Well, that was unsettling.

Life has returned to normal in St. Paul. But I can't say I will ever again enter a Wild game without a small part of me remembering how the place looked under military occupation.

As the Republican National Convention fades gently into memory and lawsuits, it seems instructive to ask how we so easily acquiesced to the militarization of an otherwise peaceful, midsized American city, all in exchange for face time on "The Factor." That's the message I got from Mayor Chris Coleman, anyway, in what may well have been the first morning of the last chapter of his governance of the city. He had agreed to half an hour on Minnesota Public Radio the morning after the convention, something of a train wreck of an attempt at damage control.

A little like Sally Field accepting her Oscar, a little like Bill Clinton telling us he did not have sexual relations with that woman, the mayor managed to say everything except the obvious -- that the people of his city had just experienced a police state, and for reasons not entirely clear. The air above the Sears parking lot may have still smelled like a bear attack averted, but Coleman was sticking to his script: St. Paul had narrowly missed obliteration at the hands of bad guys the likes of whom no town had ever seen. And here I really should just let the mayor speak for himself.

"We had press conferences from anarchists who said we are going to create chaos in St. Paul," he said. "We had a gentleman who is a self-proclaimed ultimate fighter saying 'I'm going to split a cop's head open.' They had guns, knives, machetes, Molotov cocktails. ... This was not just a couple of people. This was one of the most coordinated, orchestrated efforts in the history of this country to try to create chaos in a community, and to shut down political dialogue." In other words, St. Paul had become host to people of whom some may have been holding rudimentary implements of battle, one of whom may have had a thing for the WWF, planning to delay several tour buses set on hearing Joe Lieberman sell out his party. Well, get me NORAD.

There were so many things wrong with the mayor's assessment: the hyperbole, the panic, the unfortunate lack of perspective in the face of civil conflict. And how about that clever reference to "dialogue" at the Xcel! What a cut-up. But surely there was no greater takeaway that sad morning after, as we nursed a great big terrorism-hysteria hangover, than the sense that another mayor had been punked by the Cheneys in Homeland Security, the fear mongers determined to get us looking at each other as the enemy within.

My experience with the siege of St. Paul followed a couple of hours of some really super music. It was late on Tuesday, and I had cut out of the Provention Concert early to have a look at the Xcel before driving home. I had listened to Jeremy Messersmith, the New Standards and Haley Bonar from great seats. I even bumped into Haley in the lobby. Life was good. Then I stepped outside the Fitzgerald and into a creepy black hole of totalitarianism. You know, kind of like stepping out of a Coldplay show and into Tiananmen Square, 1989.

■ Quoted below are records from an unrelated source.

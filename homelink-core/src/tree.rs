//! Typed view of the state document.
//!
//! The document is stored as plain JSON in the state store. Observers
//! deserialize each snapshot into a [`StateTree`]; device classes are
//! flattened into the top level next to `sensors`:
//!
//! ```json
//! { "fan": false,
//!   "leds": [null, false, true, false, false],
//!   "sensors": { "temperature": 24.5, "humidity": 60.0, "ldr": false, "timestamp": 1718000000000 } }
//! ```

use serde::{Deserialize, Serialize};
use serde_json::Value;
use std::collections::BTreeMap;

/// State of one device class.
#[derive(Debug, Clone, PartialEq, Serialize, Deserialize)]
#[serde(untagged)]
pub enum DeviceState {
    /// A single on/off device (e.g. the fan)
    Switch(bool),
    /// An ordered bank of slots; `None` marks an unused slot
    Bank(Vec<Option<bool>>),
    /// Anything the schema does not describe; carried through untouched
    Opaque(Value),
}

/// Sensor subtree. Every field is optional so that partially seeded
/// documents still parse.
#[derive(Debug, Clone, Default, PartialEq, Serialize, Deserialize)]
pub struct Sensors {
    #[serde(default, skip_serializing_if = "Option::is_none")]
    pub temperature: Option<f64>,
    #[serde(default, skip_serializing_if = "Option::is_none")]
    pub humidity: Option<f64>,
    #[serde(default, skip_serializing_if = "Option::is_none")]
    pub ldr: Option<bool>,
    /// Server-assigned, milliseconds since the Unix epoch
    #[serde(default, skip_serializing_if = "Option::is_none")]
    pub timestamp: Option<u64>,
}

impl Sensors {
    /// Whether the tracked metrics or the server timestamp differ.
    ///
    /// `ldr` is not a tracked metric and is ignored here.
    pub fn reading_differs(&self, other: &Sensors) -> bool {
        self.temperature != other.temperature
            || self.humidity != other.humidity
            || self.timestamp != other.timestamp
    }
}

/// Snapshot of the whole state document.
#[derive(Debug, Clone, Default, PartialEq, Serialize, Deserialize)]
pub struct StateTree {
    #[serde(default)]
    pub sensors: Sensors,
    /// Device classes keyed by name (`fan`, `leds`, …)
    #[serde(flatten)]
    pub devices: BTreeMap<String, DeviceState>,
}

impl StateTree {
    /// Parse a snapshot value. `null` is rejected: an empty document is
    /// sent as `{}`.
    pub fn from_value(value: Value) -> Result<Self, serde_json::Error> {
        serde_json::from_value(value)
    }

    pub fn to_value(&self) -> Value {
        serde_json::to_value(self).unwrap_or(Value::Null)
    }

    /// Value of a switch device, `None` if absent or not a switch.
    pub fn switch(&self, name: &str) -> Option<bool> {
        match self.devices.get(name) {
            Some(DeviceState::Switch(on)) => Some(*on),
            _ => None,
        }
    }

    /// Value of one bank slot, `None` if absent, unused, or not a bank.
    pub fn slot(&self, name: &str, index: usize) -> Option<bool> {
        match self.devices.get(name) {
            Some(DeviceState::Bank(slots)) => slots.get(index).copied().flatten(),
            _ => None,
        }
    }
}

#[cfg(test)]
mod tests {
    use super::*;
    use serde_json::json;

    #[test]
    fn test_parse_persisted_layout() {
        let tree = StateTree::from_value(json!({
            "fan": true,
            "leds": [null, false, true, false, false],
            "sensors": { "temperature": 24.5, "humidity": 60.0, "ldr": false, "timestamp": 17 }
        }))
        .unwrap();

        assert_eq!(tree.switch("fan"), Some(true));
        assert_eq!(tree.slot("leds", 0), None);
        assert_eq!(tree.slot("leds", 2), Some(true));
        assert_eq!(tree.slot("leds", 9), None);
        assert_eq!(tree.sensors.temperature, Some(24.5));
        assert_eq!(tree.sensors.timestamp, Some(17));
    }

    #[test]
    fn test_empty_document() {
        let tree = StateTree::from_value(json!({})).unwrap();
        assert!(tree.devices.is_empty());
        assert_eq!(tree.sensors, Sensors::default());
        assert!(StateTree::from_value(Value::Null).is_err());
    }

    #[test]
    fn test_unknown_keys_are_opaque() {
        let tree = StateTree::from_value(json!({
            "fan": false,
            "controls": { "fan": false }
        }))
        .unwrap();
        assert!(matches!(tree.devices.get("controls"), Some(DeviceState::Opaque(_))));
        assert_eq!(tree.switch("controls"), None);
    }

    #[test]
    fn test_value_roundtrip_keeps_layout() {
        let value = json!({
            "fan": false,
            "leds": [null, true],
            "sensors": { "temperature": 1.5 }
        });
        let tree = StateTree::from_value(value.clone()).unwrap();
        assert_eq!(tree.to_value(), value);
    }

    #[test]
    fn test_reading_differs_ignores_ldr() {
        let a = Sensors { temperature: Some(20.0), humidity: Some(40.0), ldr: Some(true), timestamp: Some(1) };
        let mut b = a.clone();
        b.ldr = Some(false);
        assert!(!a.reading_differs(&b));
        b.timestamp = Some(2);
        assert!(a.reading_differs(&b));
    }
}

I had heard there would be fences, but I stupidly assumed I would be able to at least see the Xcel. No soup for you! After nervously passing Mickey's Diner, now garrisoned behind two rows of fences on loan from the U.S. Department of Stuff to Use When Putting the Hammer Down, I got as close as the Dorothy Day Center before having to backtrack. Apparently the scary Ultimate Fighter Guy had triggered the sort of fencing that provided RNC delegates with their very own freeway entrance and provided for pedestrians, of course, only le bird.

Until RNC week, we had never needed to learn the breaking point for our freedoms. Now, thanks to some yabbos with bandanas around their faces, we know the moment at which St. Paul authorities will rescind the ability to walk on public streets free of intimidation and disillusionment with one's country: Three broken windows at Macy's.

But at least we were on "Hardball," right? Again, I'd better not paraphrase.

"This convention has been an unbelievable success for our community," Coleman told an admirably tough Kerri Miller on MPR. "I've gotten calls from my friends across the country saying, 'This is incredible. ... We were watching 'The Daily Show' and we saw the skyline of St. Paul behind Jon Stewart's head, and the broadcast of MSNBC from Rice Park ... I was talking to the British ambassador the other day and he said, 'Yeah, I was listening to the BBC last night, and they were talking about St Paul, Minnesota.'

"You know," he continued, "they don't talk about St. Paul very much on the BBC, but for the last five days they did. And somewhere across the globe people were sitting there going, 'St. Paul, that sounds like an interesting place to visit.'"

You like me! You really like me!

And all it took was $50 million worth of St. Paul's finest dressed up like Darth Vader.

Paul Scott is a writer in Rochester, Minn.